À en juger par les taux de croissance escomptés des marchés des technologies de la santé et de l’éducation, il semble évident que la numérisation des industries et des services sous le joug du secteur privé va se poursuivre. Dans le même temps, un peu moins de 50 % de la population mondiale n’a toujours pas accès à Internet [3], laissant plus de 463 millions d’enfants dans l’impossibilité de recevoir une éducation après la fermeture des écoles dans le monde entier à cause de la pandémie. Le monde avance au rythme de multiples contradictions. Pour les entrepreneurs du numérique, ces failles sont un marché inexploré prêt à être exploité. Il ne fait nul doute que les technologies numériques vont s’installer durablement.
Au cœur de ces contradictions, l’enquête mondiale menée par l’Internationale de l’Éducation (IE) auprès de ses membres sur les technologies numériques et l’avenir du travail dans l’éducation, « Enseigner avec la technologie : le rôle des syndicats de l’éducation dans la construction de l’avenir », offre un aperçu unique des réalités des syndicats de l’éducation. Elle montre comment le secteur de l’EdTech a un impact différent, mais aussi similaire, sur les régions. La technologie ne connaît pas de frontières.
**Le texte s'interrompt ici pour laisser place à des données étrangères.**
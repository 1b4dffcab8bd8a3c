//! Main entry point for the pathname CLI.
//!
//! This is the command-line interface for the pathname library. It
//! normalizes paths, derives their components, joins them and resolves
//! them against the filesystem.

mod cli;
mod commands;
mod error;
mod utils;

use clap::Parser;
use cli::{Cli, Command};
use commands::Component;
use utils::GlobalOptions;

fn main() {
    let cli = Cli::parse();

    let global = GlobalOptions {
        verbose: cli.verbose,
        quiet: cli.quiet,
        config: cli.config,
        max_path_len: cli.max_path_len,
        format: cli.format,
    };

    // Route library logging through the CLI's verbosity
    if let Err(e) = global.logger().install() {
        eprintln!("Warning: logging unavailable: {e}");
    }

    let result = match cli.command {
        Command::Normalize(cmd) => cmd.execute(&global),
        Command::Extension(cmd) => cmd.execute(Component::Extension, &global),
        Command::Rootname(cmd) => cmd.execute(Component::Rootname, &global),
        Command::Dirname(cmd) => cmd.execute(Component::Dirname, &global),
        Command::Tailname(cmd) => cmd.execute(Component::Tailname, &global),
        Command::Filename(cmd) => cmd.execute(Component::Filename, &global),
        Command::Concat(cmd) => cmd.execute(&global),
        Command::Segments(cmd) => cmd.execute(&global),
        Command::Inspect(cmd) => cmd.execute(&global),
        Command::Realpath(cmd) => cmd.execute(&global),
        Command::Validate(cmd) => cmd.execute(&global),
        Command::Completions(cmd) => cmd.execute(&global),
    };

    match result {
        Ok(()) => std::process::exit(0),
        Err(e) => {
            eprintln!("Error: {e}");
            std::process::exit(e.exit_code());
        }
    }
}
//! Redis client module
//!
//! Establishes and holds a single Redis connection behind a mutex, and
//! hands out typed primitive façades that share it.

use redis::{Client, Connection, RedisResult};
use std::sync::{Arc, Mutex};

use super::primitives::hash::RedisHash;
use super::primitives::list::RedisList;
use super::primitives::set::RedisSet;
use super::primitives::sorted_set::RedisSortedSet;
use super::primitives::string::RedisString;

/// A simple Redis client wrapper that manages a single connection.
#[derive(Clone)]
pub struct RedisClient {
    client: Arc<Client>,
    connection: Arc<Mutex<Connection>>,
}

impl RedisClient {
    /// Create a new Redis client from a connection string.
    ///
    /// # Example
    /// ```no_run
    /// # use redisco_adapter::redis::client::RedisClient;
    /// let client = RedisClient::from_url("redis://127.0.0.1:6379").unwrap();
    /// ```
    pub fn from_url(url: &str) -> RedisResult<Self> {
        let client = Client::open(url)?;
        let connection = client.get_connection()?;
        Ok(Self {
            client: Arc::new(client),
            connection: Arc::new(Mutex::new(connection)),
        })
    }

    /// Create a new Redis client from an existing client and connection.
    pub fn new(client: Client, connection: Connection) -> Self {
        Self {
            client: Arc::new(client),
            connection: Arc::new(Mutex::new(connection)),
        }
    }

    /// Get the raw Redis client.
    pub fn client(&self) -> &Arc<Client> {
        &self.client
    }

    /// Get a new connection from the client, independent of the shared one.
    pub fn get_new_connection(&self) -> RedisResult<Connection> {
        self.client.get_connection()
    }

    /// Check if the connection is alive.
    pub fn ping(&self) -> RedisResult<bool> {
        let mut conn = self.connection.lock().unwrap();
        let pong: String = redis::cmd("PING").query(&mut *conn)?;
        Ok(pong == "PONG")
    }

    /// Get a `RedisString` primitive for string/counter operations.
    pub fn string(&self) -> RedisString {
        RedisString::new(self.connection.clone())
    }

    /// Get a `RedisSet` primitive for set operations.
    pub fn set(&self) -> RedisSet {
        RedisSet::new(self.connection.clone())
    }

    /// Get a `RedisHash` primitive for hash operations.
    pub fn hash(&self) -> RedisHash {
        RedisHash::new(self.connection.clone())
    }

    /// Get a `RedisSortedSet` primitive for sorted-set operations.
    pub fn sorted_set(&self) -> RedisSortedSet {
        RedisSortedSet::new(self.connection.clone())
    }

    /// Get a `RedisList` primitive for list operations.
    pub fn list(&self) -> RedisList {
        RedisList::new(self.connection.clone())
    }

    /// Run a raw command against the shared connection. Used by the query
    /// engine for the generic `SORT ... BY ... STORE ...` pipeline, which
    /// has no single-purpose typed wrapper.
    pub fn raw(&self) -> Arc<Mutex<Connection>> {
        self.connection.clone()
    }
}

/// Create a Redis client from a connection string.
pub fn create_client(url: &str) -> RedisResult<RedisClient> {
    RedisClient::from_url(url)
}
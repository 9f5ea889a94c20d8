//! The query compiler/executor: `ModelSet<T>`.
//!
//! An immutable lazy query descriptor. Every chain method (`filter`,
//! `zfilter_*`, `order`, `limit`) returns a modified clone; nothing touches
//! Redis until a materializing call (`exec`, `get`, `count`, `contains`).
//! Filters and range-filters are kept in `BTreeMap`s rather than
//! insertion-order vectors: that gives "last write wins per field" for
//! free (a repeated key simply overwrites the map entry) and makes
//! temporary key names deterministic regardless of call order, so
//! concurrent identical queries can share a temp key and a later run
//! safely overwrites it.

use std::collections::BTreeMap;
use std::marker::PhantomData;

use redisco_adapter::RedisClient;

use crate::error::OrmError;
use crate::index::equality_aux_key;
use crate::model::Model;
use crate::value::{Value, ValueKind};

/// A range-predicate operator, per `zfilter(field__op=value)`.
#[derive(Debug, Clone, Copy, PartialEq, Eq)]
pub enum ZOp {
    Lt,
    Le,
    Gt,
    Ge,
    Eq,
    In,
}

impl ZOp {
    fn name(self) -> &'static str {
        match self {
            ZOp::Lt => "lt",
            ZOp::Le => "le",
            ZOp::Gt => "gt",
            ZOp::Ge => "ge",
            ZOp::Eq => "eq",
            ZOp::In => "in",
        }
    }
}

/// The right-hand side of a range predicate: a single value for
/// `lt`/`le`/`gt`/`ge`/`eq`, or an inclusive `(lo, hi)` pair for `in`.
#[derive(Debug, Clone, Copy, PartialEq)]
pub enum ZBound {
    Single(f64),
    Range(f64, f64),
}

impl std::fmt::Display for ZBound {
    fn fmt(&self, f: &mut std::fmt::Formatter<'_>) -> std::fmt::Result {
        match self {
            ZBound::Single(v) => write!(f, "{v}"),
            ZBound::Range(lo, hi) => write!(f, "{lo}..{hi}"),
        }
    }
}

/// An immutable lazy query bound to model `T`.
pub struct ModelSet<T: Model> {
    client: RedisClient,
    filters: BTreeMap<String, Value>,
    zfilters: BTreeMap<(String, &'static str), ZBound>,
    ordering: Vec<(String, bool)>,
    limit: Option<(isize, isize)>,
    ttl_seconds: Option<usize>,
    _model: PhantomData<fn() -> T>,
}

impl<T: Model> Clone for ModelSet<T> {
    fn clone(&self) -> Self {
        ModelSet {
            client: self.client.clone(),
            filters: self.filters.clone(),
            zfilters: self.zfilters.clone(),
            ordering: self.ordering.clone(),
            limit: self.limit,
            ttl_seconds: self.ttl_seconds,
            _model: PhantomData,
        }
    }
}

impl<T: Model> ModelSet<T> {
    pub(crate) fn new(client: RedisClient) -> Self {
        ModelSet {
            client,
            filters: BTreeMap::new(),
            zfilters: BTreeMap::new(),
            ordering: Vec::new(),
            limit: None,
            ttl_seconds: None,
            _model: PhantomData,
        }
    }

    /// Equality predicate: `field` must be in `_indices`.
    pub fn filter(mut self, field: &str, value: impl Into<Value>) -> Result<Self, OrmError> {
        let meta = T::meta();
        if !meta.indices().iter().any(|indexed| *indexed == field) {
            return Err(OrmError::AttributeNotIndexed(field.to_string()));
        }
        self.filters.insert(field.to_string(), value.into());
        Ok(self)
    }

    fn zfilter(mut self, field: &str, op: ZOp, bound: ZBound) -> Result<Self, OrmError> {
        let meta = T::meta();
        if !meta.zindices().iter().any(|indexed| *indexed == field) {
            return Err(OrmError::AttributeNotIndexed(field.to_string()));
        }
        self.zfilters
            .insert((field.to_string(), op.name()), bound);
        Ok(self)
    }

    pub fn zfilter_lt(self, field: &str, value: f64) -> Result<Self, OrmError> {
        self.zfilter(field, ZOp::Lt, ZBound::Single(value))
    }

    pub fn zfilter_le(self, field: &str, value: f64) -> Result<Self, OrmError> {
        self.zfilter(field, ZOp::Le, ZBound::Single(value))
    }

    pub fn zfilter_gt(self, field: &str, value: f64) -> Result<Self, OrmError> {
        self.zfilter(field, ZOp::Gt, ZBound::Single(value))
    }

    pub fn zfilter_ge(self, field: &str, value: f64) -> Result<Self, OrmError> {
        self.zfilter(field, ZOp::Ge, ZBound::Single(value))
    }

    pub fn zfilter_eq(self, field: &str, value: f64) -> Result<Self, OrmError> {
        self.zfilter(field, ZOp::Eq, ZBound::Single(value))
    }

    /// `field__in=(lo, hi)`, inclusive on both ends.
    pub fn zfilter_in(self, field: &str, lo: f64, hi: f64) -> Result<Self, OrmError> {
        self.zfilter(field, ZOp::In, ZBound::Range(lo, hi))
    }

    /// Appends an ordering entry. A leading `-` means descending. Only the
    /// last entry chained currently takes effect on sorting -- the
    /// documented (if surprising) contract inherited from the source.
    pub fn order(mut self, field: &str) -> Self {
        self.ordering.push(parse_order(field));
        self
    }

    pub fn limit(mut self, count: isize, offset: isize) -> Self {
        self.limit = Some((offset, count));
        self
    }

    /// Opts into `EXPIRE`ing every intermediate key this query creates,
    /// bounding how long abandoned temp keys linger (§9 Design Notes).
    pub fn with_ttl(mut self, seconds: usize) -> Self {
        self.ttl_seconds = Some(seconds);
        self
    }

    /// Executes the compiled query and hydrates every resulting instance,
    /// in materialized order.
    pub fn exec(&self) -> Result<Vec<T>, OrmError> {
        let ids = self.materialize_ids()?;
        let mut out = Vec::with_capacity(ids.len());
        for id in ids {
            if let Some(instance) = self.hydrate(&id)? {
                out.push(instance);
            }
        }
        Ok(out)
    }

    /// `__getitem__`: the instance at `index` in materialized order, or
    /// `None` if out of range or its hash has since disappeared.
    pub fn get(&self, index: usize) -> Result<Option<T>, OrmError> {
        let ids = self.materialize_ids()?;
        match ids.get(index) {
            Some(id) => self.hydrate(id),
            None => Ok(None),
        }
    }

    /// `__contains__`: whether `id` is a member of the materialized result.
    pub fn contains(&self, id: &str) -> Result<bool, OrmError> {
        Ok(self.materialize_ids()?.iter().any(|i| i == id))
    }

    /// `__len__` / the Design Notes' trivial `count()`: the cardinality of
    /// the final result, without hydrating any instance.
    pub fn count(&self) -> Result<usize, OrmError> {
        Ok(self.materialize_ids()?.len())
    }

    fn hydrate(&self, id: &str) -> Result<Option<T>, OrmError> {
        hydrate_instance::<T>(&self.client, id)
    }

    /// Runs the full pipeline described in §4.F and returns the final set
    /// of ids, in materialized order (insertion order from `SMEMBERS` when
    /// no ordering/limit was requested -- i.e. unspecified order, same as
    /// the source).
    fn materialize_ids(&self) -> Result<Vec<String>, OrmError> {
        let meta = T::meta();
        let mut current = meta.key().all().as_str().to_string();

        if !self.filters.is_empty() {
            let mut sources = vec![current.clone()];
            for (field, value) in &self.filters {
                sources.push(equality_aux_key(meta, field, &value.to_storage()).into());
            }
            let dest = format!("~{}", sources.join("+"));
            let source_refs: Vec<&str> = sources.iter().map(String::as_str).collect();
            self.client.set().intersection(&dest, &source_refs)?;
            self.maybe_expire(&dest)?;
            current = dest;
        }

        for ((field, op), bound) in &self.zfilters {
            let op = *op;
            let zindex_key = meta.key().zindex(field);
            let ids = match (op, bound) {
                ("lt", ZBound::Single(v)) => self.client.sorted_set().lt(zindex_key.as_str(), *v)?,
                ("le", ZBound::Single(v)) => self.client.sorted_set().le(zindex_key.as_str(), *v)?,
                ("gt", ZBound::Single(v)) => self.client.sorted_set().gt(zindex_key.as_str(), *v)?,
                ("ge", ZBound::Single(v)) => self.client.sorted_set().ge(zindex_key.as_str(), *v)?,
                ("eq", ZBound::Single(v)) => self.client.sorted_set().eq(zindex_key.as_str(), *v)?,
                ("in", ZBound::Range(lo, hi)) => {
                    self.client.sorted_set().between(zindex_key.as_str(), *lo, *hi)?
                }
                _ => unreachable!("zfilter() pairs every op with its matching ZBound variant"),
            };

            let temp_key = format!("~zfilter:{field}:{op}:{bound}");
            if !ids.is_empty() {
                for id in &ids {
                    self.client.set().add(&temp_key, id)?;
                }
                self.maybe_expire(&temp_key)?;
            }
            let dest = format!("~{}+zfilter:{field}:{op}", current.trim_start_matches('~'));
            self.client
                .set()
                .intersection(&dest, &[current.as_str(), temp_key.as_str()])?;
            self.maybe_expire(&dest)?;
            current = dest;
        }

        if let Some((field, descending)) = self.ordering.last() {
            // Method-derived extras (`full_name`, `percent`, ...) carry no
            // declared `ValueKind`, so default them to lexicographic --
            // the source always sorts `ALPHA` regardless of field type,
            // and an ordinary numeric default would break ordering by a
            // string-valued extra index.
            let numeric = T::meta()
                .attribute(field)
                .map(|a| a.kind != ValueKind::String && a.kind != ValueKind::Boolean)
                .unwrap_or(false);
            let dest = format!("{current}#{field}");
            let mut query = redisco_adapter::redis::SortQuery::new(&current, &dest)
                .by(format!("{}:*->{field}", meta.name));
            if !numeric {
                query = query.alpha();
            }
            if *descending {
                query = query.desc();
            }
            if let Some((offset, count)) = self.limit {
                query = query.limit(offset, count);
            }
            query.execute(&self.client.raw())?;
            self.maybe_expire(&dest)?;
            return Ok(self.client.list().members(&dest)?);
        }

        if let Some((offset, count)) = self.limit {
            let dest = format!("{current}#");
            let mut query = redisco_adapter::redis::SortQuery::new(&current, &dest);
            query = query.limit(offset, count);
            query.execute(&self.client.raw())?;
            self.maybe_expire(&dest)?;
            return Ok(self.client.list().members(&dest)?);
        }

        Ok(self.client.set().members(&current)?)
    }

    fn maybe_expire(&self, key: &str) -> Result<(), OrmError> {
        if let Some(seconds) = self.ttl_seconds {
            let conn = self.client.raw();
            let mut conn = conn.lock().unwrap();
            redis::cmd("EXPIRE")
                .arg(key)
                .arg(seconds)
                .query::<i64>(&mut *conn)?;
        }
        Ok(())
    }
}

fn parse_order(field: &str) -> (String, bool) {
    match field.strip_prefix('-') {
        Some(rest) => (rest.to_string(), true),
        None => (field.to_string(), false),
    }
}

/// Hydrates a single instance by id: `HGETALL` plus `LRANGE` for every
/// list field. Shared by `ModelSet::hydrate` and `Manager::get_by_id` so
/// there's exactly one hydration path in the crate.
pub(crate) fn hydrate_instance<T: Model>(
    client: &RedisClient,
    id: &str,
) -> Result<Option<T>, OrmError> {
    let meta = T::meta();
    let instance_key = meta.key().segment(id);
    let fields = client.hash().all(instance_key.as_str())?;
    if fields.is_empty() {
        return Ok(None);
    }
    let mut lists = std::collections::HashMap::new();
    for list_field in meta.lists {
        let values = client
            .list()
            .members(instance_key.segment(list_field.name).as_str())?;
        lists.insert(list_field.name.to_string(), values);
    }
    Ok(Some(T::from_hydration(id.to_string(), &fields, &lists)?))
}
Le cercle vicieux des technologies numériques : dépendance vis-à-vis du secteur privé, contrôle et surveillance des données
Les services publics étant à court d’argent, leur dépendance vis-à-vis du secteur privé va probablement s’accroître. En ce qui concerne les technologies numériques, nous entrons dans un cercle vicieux. A moins que les marchés publics, la sous-traitance et les accords de partenariat public-privé ne soient radicalement modifiés, la mainmise du secteur privé sur le pouvoir sera renforcée. Ce sont les acteurs du secteur privé qui détiennent les mégadonnées et les outils d’analyse des données. Le secteur public dépend de ces acteurs privés. Par conséquent, la capacité du secteur public à recueillir ses propres données de manière responsable et à effectuer ses propres analyses ne sera jamais renforcée, voire diminuera avec le temps. Cela augmentera sa dépendance vis-à-vis du secteur privé des technologies. Nous ne pouvons que supposer que le secteur de l’éducation est soumis au même cercle vicieux.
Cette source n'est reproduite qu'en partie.